**Work request**.
Each line of the material, from the first through the one containing "const PREVIEW_MAX_LINES: usize = 50;", is to be written out exactly.

◆ ◆ ◆ ◆

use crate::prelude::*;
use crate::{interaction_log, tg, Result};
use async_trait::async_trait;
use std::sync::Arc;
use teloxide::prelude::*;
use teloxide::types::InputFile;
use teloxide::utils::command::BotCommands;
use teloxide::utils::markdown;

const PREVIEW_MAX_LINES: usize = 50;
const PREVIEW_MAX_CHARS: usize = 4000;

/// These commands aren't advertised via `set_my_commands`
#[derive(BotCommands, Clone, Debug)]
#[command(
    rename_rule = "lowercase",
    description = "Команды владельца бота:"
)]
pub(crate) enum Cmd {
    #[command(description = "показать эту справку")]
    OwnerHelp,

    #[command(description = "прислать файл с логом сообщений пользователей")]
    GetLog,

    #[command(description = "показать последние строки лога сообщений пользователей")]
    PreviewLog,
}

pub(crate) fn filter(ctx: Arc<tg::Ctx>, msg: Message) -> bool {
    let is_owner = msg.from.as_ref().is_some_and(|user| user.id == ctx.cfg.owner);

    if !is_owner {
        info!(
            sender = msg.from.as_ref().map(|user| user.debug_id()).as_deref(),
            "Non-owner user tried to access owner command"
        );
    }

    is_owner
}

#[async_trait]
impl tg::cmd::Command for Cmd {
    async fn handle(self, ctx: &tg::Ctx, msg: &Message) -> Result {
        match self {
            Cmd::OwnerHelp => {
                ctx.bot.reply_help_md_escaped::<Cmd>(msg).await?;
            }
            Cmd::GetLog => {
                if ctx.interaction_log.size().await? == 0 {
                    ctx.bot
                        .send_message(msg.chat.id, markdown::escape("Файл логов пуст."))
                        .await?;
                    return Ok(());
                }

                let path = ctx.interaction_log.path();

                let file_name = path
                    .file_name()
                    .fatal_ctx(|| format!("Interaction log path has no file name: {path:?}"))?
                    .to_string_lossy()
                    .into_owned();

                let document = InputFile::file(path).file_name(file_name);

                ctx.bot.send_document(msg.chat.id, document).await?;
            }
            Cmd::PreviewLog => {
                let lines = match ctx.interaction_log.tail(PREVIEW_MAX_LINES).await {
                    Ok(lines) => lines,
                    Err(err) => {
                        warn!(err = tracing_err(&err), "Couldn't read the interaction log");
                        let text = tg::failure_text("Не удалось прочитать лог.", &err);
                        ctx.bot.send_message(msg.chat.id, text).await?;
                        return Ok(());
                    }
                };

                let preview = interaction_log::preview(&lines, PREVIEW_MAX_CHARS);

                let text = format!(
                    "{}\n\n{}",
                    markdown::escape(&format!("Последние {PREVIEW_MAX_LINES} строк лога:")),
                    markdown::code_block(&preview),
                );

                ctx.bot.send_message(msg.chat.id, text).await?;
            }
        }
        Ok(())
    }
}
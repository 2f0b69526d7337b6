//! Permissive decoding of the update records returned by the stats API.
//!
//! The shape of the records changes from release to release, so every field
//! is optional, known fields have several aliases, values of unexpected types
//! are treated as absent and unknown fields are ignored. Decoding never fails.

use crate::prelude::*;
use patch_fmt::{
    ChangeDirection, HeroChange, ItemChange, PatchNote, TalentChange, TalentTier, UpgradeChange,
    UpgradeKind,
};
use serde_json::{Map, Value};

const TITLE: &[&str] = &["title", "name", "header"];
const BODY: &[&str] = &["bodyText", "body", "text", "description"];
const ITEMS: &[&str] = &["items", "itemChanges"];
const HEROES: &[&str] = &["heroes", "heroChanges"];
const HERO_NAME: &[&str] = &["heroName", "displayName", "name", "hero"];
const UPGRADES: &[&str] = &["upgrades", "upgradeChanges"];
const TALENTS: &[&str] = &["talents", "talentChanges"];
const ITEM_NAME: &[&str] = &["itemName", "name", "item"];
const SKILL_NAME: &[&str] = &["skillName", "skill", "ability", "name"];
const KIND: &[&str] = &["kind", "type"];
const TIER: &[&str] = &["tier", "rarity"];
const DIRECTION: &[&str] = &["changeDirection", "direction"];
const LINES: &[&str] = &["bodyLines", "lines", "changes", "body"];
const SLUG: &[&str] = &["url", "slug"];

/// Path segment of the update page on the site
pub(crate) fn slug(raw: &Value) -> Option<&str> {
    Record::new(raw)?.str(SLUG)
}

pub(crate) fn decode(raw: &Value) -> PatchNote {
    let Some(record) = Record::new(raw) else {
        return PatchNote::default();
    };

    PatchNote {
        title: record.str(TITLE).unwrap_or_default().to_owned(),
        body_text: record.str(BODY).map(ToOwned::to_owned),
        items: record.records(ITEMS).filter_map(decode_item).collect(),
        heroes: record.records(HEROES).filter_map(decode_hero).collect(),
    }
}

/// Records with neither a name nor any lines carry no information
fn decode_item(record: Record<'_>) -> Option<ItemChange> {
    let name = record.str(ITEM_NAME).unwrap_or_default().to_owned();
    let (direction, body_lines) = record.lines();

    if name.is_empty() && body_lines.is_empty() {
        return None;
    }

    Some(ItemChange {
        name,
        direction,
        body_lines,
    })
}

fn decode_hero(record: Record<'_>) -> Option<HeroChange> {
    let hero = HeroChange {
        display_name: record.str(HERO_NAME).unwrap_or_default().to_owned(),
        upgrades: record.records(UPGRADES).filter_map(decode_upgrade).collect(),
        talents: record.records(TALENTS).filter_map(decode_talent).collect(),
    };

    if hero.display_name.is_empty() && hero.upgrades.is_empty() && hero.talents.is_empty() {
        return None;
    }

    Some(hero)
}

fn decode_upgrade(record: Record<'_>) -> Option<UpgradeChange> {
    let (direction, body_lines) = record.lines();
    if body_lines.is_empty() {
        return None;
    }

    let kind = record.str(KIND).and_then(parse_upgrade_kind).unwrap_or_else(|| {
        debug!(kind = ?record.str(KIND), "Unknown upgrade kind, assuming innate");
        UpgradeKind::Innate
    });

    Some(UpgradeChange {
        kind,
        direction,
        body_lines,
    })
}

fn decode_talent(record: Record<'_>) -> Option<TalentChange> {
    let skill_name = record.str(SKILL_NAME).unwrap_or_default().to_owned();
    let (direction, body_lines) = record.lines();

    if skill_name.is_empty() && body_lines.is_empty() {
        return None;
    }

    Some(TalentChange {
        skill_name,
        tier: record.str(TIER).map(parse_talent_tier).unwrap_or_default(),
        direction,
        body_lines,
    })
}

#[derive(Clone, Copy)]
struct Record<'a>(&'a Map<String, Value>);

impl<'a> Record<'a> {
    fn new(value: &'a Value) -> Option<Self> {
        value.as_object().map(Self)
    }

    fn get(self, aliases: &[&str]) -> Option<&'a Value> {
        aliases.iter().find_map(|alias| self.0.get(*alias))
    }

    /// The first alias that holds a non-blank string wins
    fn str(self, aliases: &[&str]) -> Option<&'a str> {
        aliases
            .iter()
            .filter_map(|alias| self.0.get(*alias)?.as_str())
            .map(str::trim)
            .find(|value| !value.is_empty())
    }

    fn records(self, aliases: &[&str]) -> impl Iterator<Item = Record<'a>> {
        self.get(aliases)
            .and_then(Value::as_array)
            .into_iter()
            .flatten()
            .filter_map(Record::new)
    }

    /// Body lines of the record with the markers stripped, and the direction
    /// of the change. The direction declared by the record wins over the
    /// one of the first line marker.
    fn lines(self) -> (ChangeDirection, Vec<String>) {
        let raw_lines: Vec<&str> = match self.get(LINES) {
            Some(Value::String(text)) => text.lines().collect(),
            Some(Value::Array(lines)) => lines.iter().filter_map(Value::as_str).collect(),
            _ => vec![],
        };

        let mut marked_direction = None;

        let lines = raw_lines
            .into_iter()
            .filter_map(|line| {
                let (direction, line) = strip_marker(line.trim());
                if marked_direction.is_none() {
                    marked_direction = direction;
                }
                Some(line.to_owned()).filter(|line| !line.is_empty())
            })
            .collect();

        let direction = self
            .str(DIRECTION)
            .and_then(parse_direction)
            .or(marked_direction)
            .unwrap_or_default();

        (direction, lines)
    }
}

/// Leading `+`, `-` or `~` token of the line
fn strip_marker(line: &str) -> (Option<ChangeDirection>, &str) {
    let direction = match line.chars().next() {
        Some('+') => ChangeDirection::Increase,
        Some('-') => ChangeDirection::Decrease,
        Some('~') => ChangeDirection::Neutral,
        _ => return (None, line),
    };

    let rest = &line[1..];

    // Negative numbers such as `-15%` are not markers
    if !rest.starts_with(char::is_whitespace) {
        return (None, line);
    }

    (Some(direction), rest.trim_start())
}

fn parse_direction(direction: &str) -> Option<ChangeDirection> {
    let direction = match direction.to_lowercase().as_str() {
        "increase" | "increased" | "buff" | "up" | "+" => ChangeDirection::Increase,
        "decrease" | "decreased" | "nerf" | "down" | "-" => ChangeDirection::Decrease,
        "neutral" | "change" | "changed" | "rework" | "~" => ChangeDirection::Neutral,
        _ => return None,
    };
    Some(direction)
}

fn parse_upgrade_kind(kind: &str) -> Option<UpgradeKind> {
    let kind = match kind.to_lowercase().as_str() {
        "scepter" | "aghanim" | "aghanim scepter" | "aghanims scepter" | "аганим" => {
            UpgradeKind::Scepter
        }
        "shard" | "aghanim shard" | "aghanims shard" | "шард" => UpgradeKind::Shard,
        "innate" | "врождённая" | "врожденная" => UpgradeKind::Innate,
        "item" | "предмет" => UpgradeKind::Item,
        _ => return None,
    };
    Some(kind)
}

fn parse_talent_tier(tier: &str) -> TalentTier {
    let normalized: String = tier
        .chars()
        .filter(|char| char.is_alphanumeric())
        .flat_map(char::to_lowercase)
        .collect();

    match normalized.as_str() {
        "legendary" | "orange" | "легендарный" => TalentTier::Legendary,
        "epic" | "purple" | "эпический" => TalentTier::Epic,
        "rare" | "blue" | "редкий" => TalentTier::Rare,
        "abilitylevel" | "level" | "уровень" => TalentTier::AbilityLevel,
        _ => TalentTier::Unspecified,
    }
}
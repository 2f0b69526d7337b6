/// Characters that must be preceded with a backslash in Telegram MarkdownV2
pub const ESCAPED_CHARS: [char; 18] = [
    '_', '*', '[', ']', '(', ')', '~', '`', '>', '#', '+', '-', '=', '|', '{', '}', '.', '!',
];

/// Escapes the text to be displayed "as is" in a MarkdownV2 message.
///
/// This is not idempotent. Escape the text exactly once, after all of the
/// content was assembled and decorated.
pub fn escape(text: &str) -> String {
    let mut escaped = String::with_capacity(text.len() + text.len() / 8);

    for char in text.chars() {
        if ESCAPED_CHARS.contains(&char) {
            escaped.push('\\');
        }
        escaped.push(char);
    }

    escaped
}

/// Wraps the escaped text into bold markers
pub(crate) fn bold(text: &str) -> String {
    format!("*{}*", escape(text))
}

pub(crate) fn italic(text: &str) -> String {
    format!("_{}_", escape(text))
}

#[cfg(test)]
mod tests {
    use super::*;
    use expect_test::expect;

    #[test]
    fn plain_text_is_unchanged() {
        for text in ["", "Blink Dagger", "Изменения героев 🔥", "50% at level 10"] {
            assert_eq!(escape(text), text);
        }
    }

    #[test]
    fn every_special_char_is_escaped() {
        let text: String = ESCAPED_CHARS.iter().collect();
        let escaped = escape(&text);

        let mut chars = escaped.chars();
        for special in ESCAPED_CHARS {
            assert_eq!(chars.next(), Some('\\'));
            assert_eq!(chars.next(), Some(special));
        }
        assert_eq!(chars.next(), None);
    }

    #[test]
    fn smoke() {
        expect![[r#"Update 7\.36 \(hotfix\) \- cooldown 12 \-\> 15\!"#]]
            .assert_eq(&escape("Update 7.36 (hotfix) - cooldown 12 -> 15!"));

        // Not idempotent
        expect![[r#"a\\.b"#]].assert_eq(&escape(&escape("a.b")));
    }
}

◆ ◆ ◆ ◆

**Final answer**.
use crate::prelude::*;
use crate::{interaction_log, tg, Result};
use async_trait::async_trait;
use std::sync::Arc;
use teloxide::prelude::*;
use teloxide::types::InputFile;
use teloxide::utils::command::BotCommands;
use teloxide::utils::markdown;

const PREVIEW_MAX_LINES: usize = 50;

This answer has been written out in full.